Syria has been in an endless war for twelve years that still has regions in conflict with the involvement of different contenders: political opponents of the Damascus government and Kurdish organisations backed by the United States and jihadists linked to al-Qaeda, each with unclear external support and at odds with each other. Control of the territory is divided: the largest part, in the south, is in the hands of the government, headed by Bashar al-Assad, and the rest is divided into three provinces that are bombed daily by the air force, but the army has not yet managed to control them.
One of them is Idlib, close to the Turkish border to the north and the city of Aleppo to the south, with a population of four million inhabitants - many of them refugees from other places living in overcrowded conditions. It was the region worst hit by the quake and is where perhaps thousands of victims are believed to be buried in the rubble and where no one has come to their rescue. It is a poor, devastated region and, what is worse in the circumstances, blocked both from the outside by Syrian forces and from the inside by the political and religious rebels themselves, who refuse to be defeated.
This situation is preventing the entry of aid for the rescue of the victims and for their most urgent care, both from the relief services mobilised by the government and from other countries, as well as international aid, which has begun to arrive in dribs and drabs. In fact, the reality is more complex: the whole country is subject to external sanctions under accusations of human rights violations that prevent shipments, hinder entry and complicate an even more dramatic situation. As a result of the protracted war, the most accessible normal communication routes by land are closed.

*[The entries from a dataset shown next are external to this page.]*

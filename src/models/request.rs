//! Request file and prepared request models.
//!
//! A request file is a small YAML document:
//!
//! ```yaml
//! method: POST
//! uri: /things/{{thing_id}}
//! headers:
//!   content-type: application/json
//! body:
//!   name: wumbo
//! ```
//!
//! Structured bodies are sent as JSON; string bodies are sent verbatim.

use serde::Deserialize;
use std::collections::BTreeMap;
use std::fmt;
use thiserror::Error;

use crate::document::Document;

/// Errors raised while reading a request file or building a request.
#[derive(Debug, Error)]
pub enum RequestError {
    #[error("Invalid request file: {0}")]
    InvalidFormat(String),

    #[error("Unknown HTTP method '{0}'")]
    InvalidMethod(String),

    #[error("No endpoint given. Pass --endpoint or set one with `spag env set endpoint=<url>`")]
    MissingEndpoint,

    #[error("Failed to load request file: {0}")]
    Yaml(#[from] serde_yaml::Error),

    #[error("Failed to encode request body: {0}")]
    Body(#[from] serde_json::Error),
}

/// HTTP request method.
#[derive(Debug, Clone, Copy, PartialEq, Eq, Hash)]
pub enum HttpMethod {
    GET,
    POST,
    PUT,
    DELETE,
    PATCH,
    OPTIONS,
    HEAD,
}

impl HttpMethod {
    /// Returns the string representation of the HTTP method.
    pub fn as_str(&self) -> &'static str {
        match self {
            HttpMethod::GET => "GET",
            HttpMethod::POST => "POST",
            HttpMethod::PUT => "PUT",
            HttpMethod::DELETE => "DELETE",
            HttpMethod::PATCH => "PATCH",
            HttpMethod::OPTIONS => "OPTIONS",
            HttpMethod::HEAD => "HEAD",
        }
    }

    /// Parses a method name, ignoring case.
    ///
    /// # Returns
    ///
    /// `Some(HttpMethod)` if the string is a valid HTTP method, `None` otherwise.
    pub fn parse(s: &str) -> Option<Self> {
        match s.trim().to_uppercase().as_str() {
            "GET" => Some(HttpMethod::GET),
            "POST" => Some(HttpMethod::POST),
            "PUT" => Some(HttpMethod::PUT),
            "DELETE" => Some(HttpMethod::DELETE),
            "PATCH" => Some(HttpMethod::PATCH),
            "OPTIONS" => Some(HttpMethod::OPTIONS),
            "HEAD" => Some(HttpMethod::HEAD),
            _ => None,
        }
    }
}

impl fmt::Display for HttpMethod {
    fn fmt(&self, f: &mut fmt::Formatter<'_>) -> fmt::Result {
        write!(f, "{}", self.as_str())
    }
}

#[derive(Debug, Deserialize)]
struct RawRequestFile {
    method: String,
    uri: String,
    #[serde(default)]
    headers: BTreeMap<String, serde_yaml::Value>,
    #[serde(default)]
    body: Option<serde_yaml::Value>,
}

/// A parsed request file.
#[derive(Debug, Clone, PartialEq, Eq)]
pub struct RequestFile {
    pub method: HttpMethod,
    pub uri: String,
    pub headers: BTreeMap<String, String>,
    /// The body as it will be sent
    pub body: Option<String>,
}

impl RequestFile {
    /// Parses an (already untemplated) request file.
    pub fn parse(text: &str) -> Result<Self, RequestError> {
        let raw: RawRequestFile = serde_yaml::from_str(text)?;

        let method = HttpMethod::parse(&raw.method)
            .ok_or_else(|| RequestError::InvalidMethod(raw.method.clone()))?;

        let mut headers = BTreeMap::new();
        for (key, value) in raw.headers {
            let value = Document::from(value).interpolate().map_err(|e| {
                RequestError::InvalidFormat(format!("header '{}': {}", key, e))
            })?;
            headers.insert(key, value);
        }

        let body = match raw.body {
            None | Some(serde_yaml::Value::Null) => None,
            Some(serde_yaml::Value::String(text)) => Some(text),
            Some(value @ (serde_yaml::Value::Mapping(_) | serde_yaml::Value::Sequence(_))) => {
                Some(serde_json::to_string(&value)?)
            }
            Some(other) => Some(Document::from(other).interpolate().map_err(|e| {
                RequestError::InvalidFormat(format!("body: {}", e))
            })?),
        };

        Ok(Self {
            method,
            uri: raw.uri,
            headers,
            body,
        })
    }
}

/// A fully resolved request, ready to send.
#[derive(Debug, Clone, PartialEq, Eq)]
pub struct PreparedRequest {
    pub method: HttpMethod,
    pub url: String,
    pub headers: BTreeMap<String, String>,
    pub body: Option<String>,
}

impl fmt::Display for PreparedRequest {
    fn fmt(&self, f: &mut fmt::Formatter<'_>) -> fmt::Result {
        writeln!(f, "{} {}", self.method, self.url)?;
        for (key, value) in &self.headers {
            writeln!(f, "{}: {}", key, value)?;
        }
        if let Some(body) = &self.body {
            writeln!(f)?;
            writeln!(f, "{}", body)?;
        }
        Ok(())
    }
}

In Idlib, only the Bab al-Hawa road remains accessible, which connects to the Turkish city of Gaziantep, precisely where the epicentre of the two earthquakes is located. There were two earthquakes of great intensity, but they were much more damaging in overpopulated places, with poor resources and very vulnerable buildings which, as if that were not enough, were already destroyed by a war in which the bombing caused damage to homes, electricity grids and access to food supplies, medicines and other consumer goods.